Begin at the first line below and copy each line exactly, ending with the line where "pub const MAX_USERNAME_LENGTH: usize = 100;" appears.

Collected data entries:
========================================================================

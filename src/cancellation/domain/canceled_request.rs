//! Canceled-request record.

use super::{DelegationPriority, Uid};
use chrono::{DateTime, Utc};
use std::cmp::Ordering;
use std::num::NonZeroU32;

/// Maximum length of application, process and task titles.
pub const MAX_TITLE_LENGTH: usize = 255;

/// Maximum length of the current delegate's username.
pub const MAX_USERNAME_LENGTH: usize = 100;

/// Maximum length of the current delegate's first and last names.
pub const MAX_NAME_LENGTH: usize = 50;

/// The canceled application (case).
#[derive(Debug, Clone, PartialEq, Eq)]
pub struct ApplicationRef {
    /// Application UID; one record exists per application.
    pub uid: Uid,
    /// Human-facing case number.
    pub number: NonZeroU32,
    /// Case title at cancellation time.
    pub title: String,
}

/// A process or task the canceled application was running in.
#[derive(Debug, Clone, PartialEq, Eq)]
pub struct WorkflowRef {
    /// Engine UID.
    pub uid: Uid,
    /// Numeric engine identifier, `0` when unknown.
    pub id: u32,
    /// Title at cancellation time.
    pub title: String,
}

/// The user whose list the record appears in.
#[derive(Debug, Clone, PartialEq, Eq)]
pub struct UserRef {
    /// User UID.
    pub uid: Uid,
    /// Numeric user identifier, `0` when unknown.
    pub id: u32,
}

/// Display identity of the user holding the delegation.
#[derive(Debug, Clone, Default, PartialEq, Eq)]
pub struct CurrentDelegate {
    /// Login name.
    pub username: String,
    /// Given name.
    pub first_name: String,
    /// Family name.
    pub last_name: String,
}

/// The delegation that was active when the request was canceled.
#[derive(Debug, Clone, PartialEq, Eq)]
pub struct Delegation {
    /// One-based position in the case's delegation history.
    pub index: NonZeroU32,
    /// User who held the previous delegation, if any.
    pub previous_user_uid: Option<Uid>,
    /// User holding this delegation.
    pub current_user: CurrentDelegate,
    /// When the delegation was assigned.
    pub delegated_at: DateTime<Utc>,
    /// When work on the delegation started.
    pub initiated_at: Option<DateTime<Utc>>,
    /// When the delegation was due.
    pub due_at: Option<DateTime<Utc>>,
    /// Delegation priority.
    pub priority: DelegationPriority,
}

/// One row of the canceled-request list.
#[derive(Debug, Clone, PartialEq, Eq)]
pub struct CanceledRequest {
    /// Canceled application.
    pub application: ApplicationRef,
    /// Process the application belonged to.
    pub process: WorkflowRef,
    /// Task the application was in.
    pub task: WorkflowRef,
    /// User owning the list entry.
    pub user: UserRef,
    /// Active delegation at cancellation.
    pub delegation: Delegation,
    /// Cancellation time. Rows written before stamping was enforced may
    /// lack it.
    pub canceled_at: Option<DateTime<Utc>>,
}

impl CanceledRequest {
    /// Returns the application UID identifying this record.
    #[must_use]
    pub const fn app_uid(&self) -> &Uid {
        &self.application.uid
    }

    /// Returns whether the record belongs to the given process.
    #[must_use]
    pub fn belongs_to_process(&self, process_uid: &Uid) -> bool {
        &self.process.uid == process_uid
    }

    /// Returns whether the record is listed for the given user.
    #[must_use]
    pub fn listed_for(&self, user_uid: &Uid) -> bool {
        &self.user.uid == user_uid
    }

    /// Orders records newest cancellation first, then by application UID.
    ///
    /// Records without a cancellation time sort before all others, as
    /// `PostgreSQL` does for `NULL` in descending order.
    #[must_use]
    pub fn listing_order(&self, other: &Self) -> Ordering {
        let by_date = match (self.canceled_at, other.canceled_at) {
            (None, None) => Ordering::Equal,
            (None, Some(_)) => Ordering::Less,
            (Some(_), None) => Ordering::Greater,
            (Some(left), Some(right)) => right.cmp(&left),
        };
        by_date.then_with(|| self.app_uid().cmp(other.app_uid()))
    }
}
//! `PostgreSQL` connection pooling and embedded schema migrations.
//!
//! Migration SQL lives under `migrations/` in the Diesel CLI layout so the
//! same files serve `diesel migration run` and [`apply_migrations`].

use diesel::connection::SimpleConnection;
use diesel::pg::PgConnection;
use diesel::r2d2::{ConnectionManager, Pool, PoolError};
use thiserror::Error;

/// `PostgreSQL` connection pool shared by every repository adapter.
pub type PgPool = Pool<ConnectionManager<PgConnection>>;

/// Ordered schema migrations as `(name, up.sql)` pairs.
pub const MIGRATIONS: &[(&str, &str)] = &[
    (
        "2026-10-01-000000_create_processes",
        include_str!("../migrations/2026-10-01-000000_create_processes/up.sql"),
    ),
    (
        "2026-10-01-000001_create_scripts",
        include_str!("../migrations/2026-10-01-000001_create_scripts/up.sql"),
    ),
    (
        "2026-10-02-000000_create_list_canceled",
        include_str!("../migrations/2026-10-02-000000_create_list_canceled/up.sql"),
    ),
];

/// Errors raised while preparing the database.
#[derive(Debug, Error)]
pub enum DatabaseSetupError {
    /// The connection pool could not be built.
    #[error("failed to build connection pool: {0}")]
    Pool(#[from] PoolError),

    /// A pooled connection could not be checked out.
    #[error("failed to obtain a pooled connection: {0}")]
    Connection(#[source] PoolError),

    /// A migration script failed.
    #[error("migration {name} failed: {source}")]
    Migration {
        /// Name of the failing migration.
        name: &'static str,
        /// Underlying database error.
        #[source]
        source: diesel::result::Error,
    },
}

/// Builds a connection pool for the given database URL.
///
/// # Errors
///
/// Returns [`DatabaseSetupError::Pool`] when the pool cannot open its
/// initial connections.
pub fn build_pool(database_url: &str, max_size: u32) -> Result<PgPool, DatabaseSetupError> {
    let manager = ConnectionManager::<PgConnection>::new(database_url);
    let pool = Pool::builder().max_size(max_size).build(manager)?;
    Ok(pool)
}

/// Applies every embedded migration in order.
///
/// Migrations use `IF NOT EXISTS` guards, so reapplying them to an
/// up-to-date schema is a no-op.
///
/// # Errors
///
/// Returns [`DatabaseSetupError::Migration`] naming the first migration that
/// failed.
pub fn apply_migrations(connection: &mut PgConnection) -> Result<(), DatabaseSetupError> {
    for &(name, sql) in MIGRATIONS {
        connection
            .batch_execute(sql)
            .map_err(|source| DatabaseSetupError::Migration { name, source })?;
        tracing::debug!(migration = name, "applied migration");
    }
    Ok(())
}

/// Checks out a pooled connection and applies every embedded migration.
///
/// This blocks the calling thread; async callers should wrap it in
/// `spawn_blocking`.
///
/// # Errors
///
/// Returns [`DatabaseSetupError`] when no connection is available or a
/// migration fails.
pub fn migrate_pool(pool: &PgPool) -> Result<(), DatabaseSetupError> {
    let mut connection = pool.get().map_err(DatabaseSetupError::Connection)?;
    apply_migrations(&mut connection)
}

========================================================================

• **ANSWER SECTION**
filename src/cancellation/domain/canceled_request.rs
//! Canceled-request record.

use super::{DelegationPriority, Uid};
use chrono::{DateTime, Utc};
use std::cmp::Ordering;
use std::num::NonZeroU32;

/// Maximum length of application, process and task titles.
pub const MAX_TITLE_LENGTH: usize = 255;

/// Maximum length of the current delegate's username.
pub const MAX_USERNAME_LENGTH: usize = 100;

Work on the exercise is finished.